Conflict of interest J.M.L. receives research support from Bayer HealthCare Pharmaceuticals, Eisai Inc, Bristol-Myers Squibb, Boehringer-Ingelheim and Ipsen, and consulting fees from Eli Lilly, Bayer HealthCare Pharmaceuticals, Bristol-Myers Squibb, Eisai Inc, Celsion Corporation, Exelixis, Merck, Ipsen, Genentech, Roche, Glycotest, Leerink Swann LLC, Fortress Biotech, Nucleix, Can-Fite Biopharma, Sirtex, Mina Alpha Ltd and AstraZeneca. S.L.F consults for the following companies: 89 Bio, Amgen, Axcella Health, Blade Therapeutics, Bristol Myers Squibb, Can-Fite Biopharma, ChemomAb, Escient Pharmaceuticals, Forbion, Foresite laboratories, Galmed, Gordian Biotechnology, Glycotest, Glympse Bio, Hepgene, In sitro, Morphic Therapeutics, North Sea Therapeutics, Novartis, Ono Pharmaceuticals, Pfizer Pharmaceuticals, Scholar Rock Surrozen. He has stock options in the following companies: Blade Therapeutics, Escient, Galectin, Galmed, Genfit, Glympse, Hepgene, Lifemax, Metacrine, Morphic Therapeutics, Nimbus, North Sea Therapeutics, Scholar Rock, Surrozen. He receives research support from Morphic Therapeutics, Novo Nordisk, and Galmed, and has an SBIR grant with Abalone Bio. A.L. is a consultant for Neuwave and Histosonics. C.P.M.S.O. consults for Bayer, Novartis, Novonordisk, Allergan, Pfizer, Roche and Zambon. P.S. is receiving research grants from BMS, Roche, Incyte, Chugai and consulting fees from BMS, MSD, Incyte, Janssen, Roche, AstraZeneca and Amgen. H.W., P.T., and A.V.U. are or were salaried employees of Sema4 at the time of the study. H.W., P.T., and A.V.U. hold Sema4 stock options. B.M. received consultancy fees from Bayer-Shering Pharma, and speaker fees from Eisai and MSD. The rest of authors have nothing to disclose. Please refer to the accompanying ICMJE disclosure forms for further details.

Figures

**Fig. 1.. Genomic landscape of NASH-HCC and *in vitro* evidence supporting a tumour suppressor role of *ACVR2A* in HCC.**
(A) Mutations and focal copy number alterations in driver genes altered in ≥4% of the NASH-HCC cohort. (B) Mutational frequency of the most commonly altered genes in the NASH-HCC cohort (n = 50) and in the viral/alcohol-HCC cohort (n = 624).^,, Statistical test: Fisher. (C) Genomic and clinicopathological features of NASH-HCC according to cirrhosis. Statistical test: Fisher and Mann-Whitney. (D) *ACVR2A* mutations identified in the NASH-HCC cohort. (E, F) Cell viability rate (E) and colony formation quantification (F) of Hep3B cells stably transfected with *ACVR2A*- or control-shRNA. Error bars represent mean ± SEM of ≥ 3 experiments performed in triplicate. Statistical test: t test. (G) Representative image of the colony formation assay. HCC, hepatocellular carcinoma; NASH, non-alcoholic steatohepatitis; shRNA, short hairpin RNA.

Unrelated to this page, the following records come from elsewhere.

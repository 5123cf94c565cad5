//! Dotted path model
//!
//! A path is a `.` separated list of segments. Each segment is a mapping key
//! (`name`), a sequence position (`#0`, `#-1`) or a wildcard (`*`). There is
//! no escaping, so keys that contain `.` cannot be addressed. The empty string
//! is the root path.
//!
//! Copyright (c) 2025 FlatQL Team
//! Licensed under the Apache-2.0 license

pub mod segment;

pub use segment::{is_index_marker, Segment, INDEX_PREFIX, SEPARATOR, WILDCARD};

use crate::{Error, Result};
use std::fmt;
use std::str::FromStr;

/// A parsed path or path pattern
#[derive(Debug, Clone, Default, PartialEq, Eq, Hash)]
pub struct Path {
    segments: Vec<Segment>,
}

impl Path {
    /// Parse a dotted path string
    pub fn parse(path: &str) -> Result<Self> {
        if path.is_empty() {
            return Ok(Self::root());
        }

        let segments = path
            .split(SEPARATOR)
            .map(|raw| Segment::classify(raw, path))
            .collect::<Result<Vec<_>>>()?;

        Ok(Self { segments })
    }

    /// The empty path, addressing the whole tree
    pub fn root() -> Self {
        Self::default()
    }

    pub fn from_segments(segments: Vec<Segment>) -> Self {
        Self { segments }
    }

    pub fn segments(&self) -> &[Segment] {
        &self.segments
    }

    pub fn is_root(&self) -> bool {
        self.segments.is_empty()
    }

    pub fn len(&self) -> usize {
        self.segments.len()
    }

    pub fn is_empty(&self) -> bool {
        self.segments.is_empty()
    }

    pub fn has_wildcards(&self) -> bool {
        self.segments.iter().any(Segment::is_wildcard)
    }

    /// A new path with `segment` appended
    pub fn child(&self, segment: Segment) -> Self {
        let mut segments = Vec::with_capacity(self.segments.len() + 1);
        segments.extend_from_slice(&self.segments);
        segments.push(segment);
        Self { segments }
    }

    /// Fail with [`Error::UnsupportedPattern`] when any segment contains `*`,
    /// whether as a wildcard or inside a key such as `a*`
    pub fn require_concrete(&self) -> Result<()> {
        let starred_key = self
            .segments
            .iter()
            .any(|segment| matches!(segment, Segment::Field(name) if name.contains(WILDCARD)));
        if self.has_wildcards() || starred_key {
            return Err(Error::unsupported_pattern(self.to_string()));
        }
        Ok(())
    }
}

impl fmt::Display for Path {
    fn fmt(&self, f: &mut fmt::Formatter<'_>) -> fmt::Result {
        for (i, segment) in self.segments.iter().enumerate() {
            if i > 0 {
                write!(f, "{}", SEPARATOR)?;
            }
            write!(f, "{}", segment)?;
        }
        Ok(())
    }
}

impl FromStr for Path {
    type Err = Error;

    fn from_str(s: &str) -> Result<Self> {
        Self::parse(s)
    }
}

**Fig. 2.. Mutational signatures in NASH-HCC and in viral/alcohol-HCC.**
(A) Unsupervised hierarchical clustering of the mutational signatures obtained for 43 NASH-HCCs and 43 viral/alcohol-HCCs. Red asterisks mark samples where *MutSig-NASH-HCC* presented an exposure >20% when setting the confidence at 90%. (B) Heatmap with clinicopathological data, mutational status of *CTNNB1* and *TP53*, and mutational signatures (confidence >90%, exposure >20%). Statistical test: Fisher and Mann-Whitney. HCC, hepatocellular carcinoma; MutSig, mutational signature; NASH, non-alcoholic steatohepatitis.

**Fig. 3.. Signalling pathways altered in NASH-HCC.**
(A) Driver genomic alterations identified by WES grouped according to signalling pathways. (B) Heatmap displaying differentially enriched pathways in NASH-HCCs (n = 53) compared to viral/alcohol-HCCs (n = 184). Statistical test: t test. (C) Molecular classes and activated signalling pathways in the NASH-HCC cohort. Samples were classified into proliferative (S1/S2) and non-proliferative tumours (S3). Statistical test: t test and Fisher. Displayed p values were obtained comparing proliferation and non-proliferation HCCs. Gene signatures were obtained from MSigDB or other sources (see supplementary information). HCC, hepatocellular carcinoma; NASH, non-alcoholic steatohepatitis; WES, whole exome sequencing.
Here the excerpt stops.